The other key session, is in contrast, and could actually be classified as an easy ride. I vary the sessions but the objective is to do easy intervals with little resistance to allow me to keep my cadence between 90 and 120. This real helps you concentrate on cycling efficiency, again I would do it indoors this time of year !
In the Pool
As Carl has a strong swimming background, the aim is to stop him making the fundamental error of concentring on his stronger discipline. One drill session and one interval session will get him through this phase. If he had been a strong runner I would have dropped that down to 2 run sessions a week and would have focussed on the swim.
I have one final point to add for this time;
Over the past three blogs, I have shown how to build up a programme from race day and work backwards in time. I have also shown how to take it from the macro scale down to the micro scale. It is important to know where and why everything fits into the system.

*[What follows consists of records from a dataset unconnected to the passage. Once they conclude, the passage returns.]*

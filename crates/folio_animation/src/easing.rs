//! Easing curves
//!
//! Maps linear progress (0.0 to 1.0) onto eased progress. Curves are named the
//! way the site's motion config spells them (`expo.out`, `power1.inOut`), with
//! CSS-style aliases accepted as well.

use std::fmt;
use std::str::FromStr;

/// An easing curve applied to normalized tween progress
#[derive(Clone, Copy, Debug, Default, PartialEq, Eq, Hash)]
#[cfg_attr(feature = "serde", derive(serde::Deserialize))]
#[cfg_attr(feature = "serde", serde(try_from = "String"))]
pub enum Easing {
    /// Constant velocity
    #[default]
    Linear,
    /// Quadratic acceleration from zero velocity
    EaseIn,
    /// Quadratic deceleration to zero velocity
    EaseOut,
    /// Quadratic acceleration then deceleration
    EaseInOut,
    /// Cubic deceleration
    CubicOut,
    /// Exponential acceleration
    ExpoIn,
    /// Exponential deceleration (fast start, long settle)
    ExpoOut,
    /// Exponential acceleration then deceleration
    ExpoInOut,
}

impl Easing {
    /// Apply the curve to linear progress `t`
    ///
    /// Input is clamped to `[0, 1]`; every curve maps 0 to 0 and 1 to 1 and
    /// stays inside `[0, 1]` in between.
    pub fn apply(&self, t: f32) -> f32 {
        let t = t.clamp(0.0, 1.0);
        match self {
            Easing::Linear => t,
            Easing::EaseIn => t * t,
            Easing::EaseOut => 1.0 - (1.0 - t) * (1.0 - t),
            Easing::EaseInOut => {
                if t < 0.5 {
                    2.0 * t * t
                } else {
                    1.0 - (-2.0 * t + 2.0).powi(2) / 2.0
                }
            }
            Easing::CubicOut => 1.0 - (1.0 - t).powi(3),
            Easing::ExpoIn => {
                if t <= 0.0 {
                    0.0
                } else {
                    2f32.powf(10.0 * t - 10.0)
                }
            }
            Easing::ExpoOut => {
                if t >= 1.0 {
                    1.0
                } else {
                    1.0 - 2f32.powf(-10.0 * t)
                }
            }
            Easing::ExpoInOut => {
                if t <= 0.0 {
                    0.0
                } else if t >= 1.0 {
                    1.0
                } else if t < 0.5 {
                    2f32.powf(20.0 * t - 10.0) / 2.0
                } else {
                    (2.0 - 2f32.powf(-20.0 * t + 10.0)) / 2.0
                }
            }
        }
    }

    /// Canonical config name of this curve
    pub fn name(&self) -> &'static str {
        match self {
            Easing::Linear => "linear",
            Easing::EaseIn => "power1.in",
            Easing::EaseOut => "power1.out",
            Easing::EaseInOut => "power1.inOut",
            Easing::CubicOut => "power2.out",
            Easing::ExpoIn => "expo.in",
            Easing::ExpoOut => "expo.out",
            Easing::ExpoInOut => "expo.inOut",
        }
    }
}

impl fmt::Display for Easing {
    fn fmt(&self, f: &mut fmt::Formatter<'_>) -> fmt::Result {
        f.write_str(self.name())
    }
}

/// Error returned when an easing name is not recognized
#[derive(Clone, Debug, PartialEq, Eq)]
pub struct ParseEasingError(pub String);

impl fmt::Display for ParseEasingError {
    fn fmt(&self, f: &mut fmt::Formatter<'_>) -> fmt::Result {
        write!(f, "unknown easing curve '{}'", self.0)
    }
}

impl std::error::Error for ParseEasingError {}

impl FromStr for Easing {
    type Err = ParseEasingError;

    fn from_str(s: &str) -> Result<Self, Self::Err> {
        match s.trim().to_ascii_lowercase().as_str() {
            "linear" | "none" => Ok(Easing::Linear),
            "power1.in" | "ease-in" | "quad.in" => Ok(Easing::EaseIn),
            "power1.out" | "ease-out" | "quad.out" => Ok(Easing::EaseOut),
            "power1.inout" | "ease-in-out" | "quad.inout" => Ok(Easing::EaseInOut),
            "power2.out" | "cubic.out" | "cubic-out" => Ok(Easing::CubicOut),
            "expo.in" => Ok(Easing::ExpoIn),
            "expo.out" => Ok(Easing::ExpoOut),
            "expo.inout" => Ok(Easing::ExpoInOut),
            _ => Err(ParseEasingError(s.to_string())),
        }
    }
}

impl TryFrom<String> for Easing {
    type Error = ParseEasingError;

    fn try_from(value: String) -> Result<Self, Self::Error> {
        value.parse()
    }
}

However it is important to stress that this is the frame work, and from it we will inevitably deviate, when the real world comes into play…Injuries and sickness may happen. Work and family pressure may causes sessions to be cancelled or altered…but the key thing is that Carl can now see where he is heading and will soon be able to get back on track if he misses some sessions.
It should be fun reading his blog to see how he copes with is schedule and whether or not he breaks 11 hours at Ironman Lanzarote!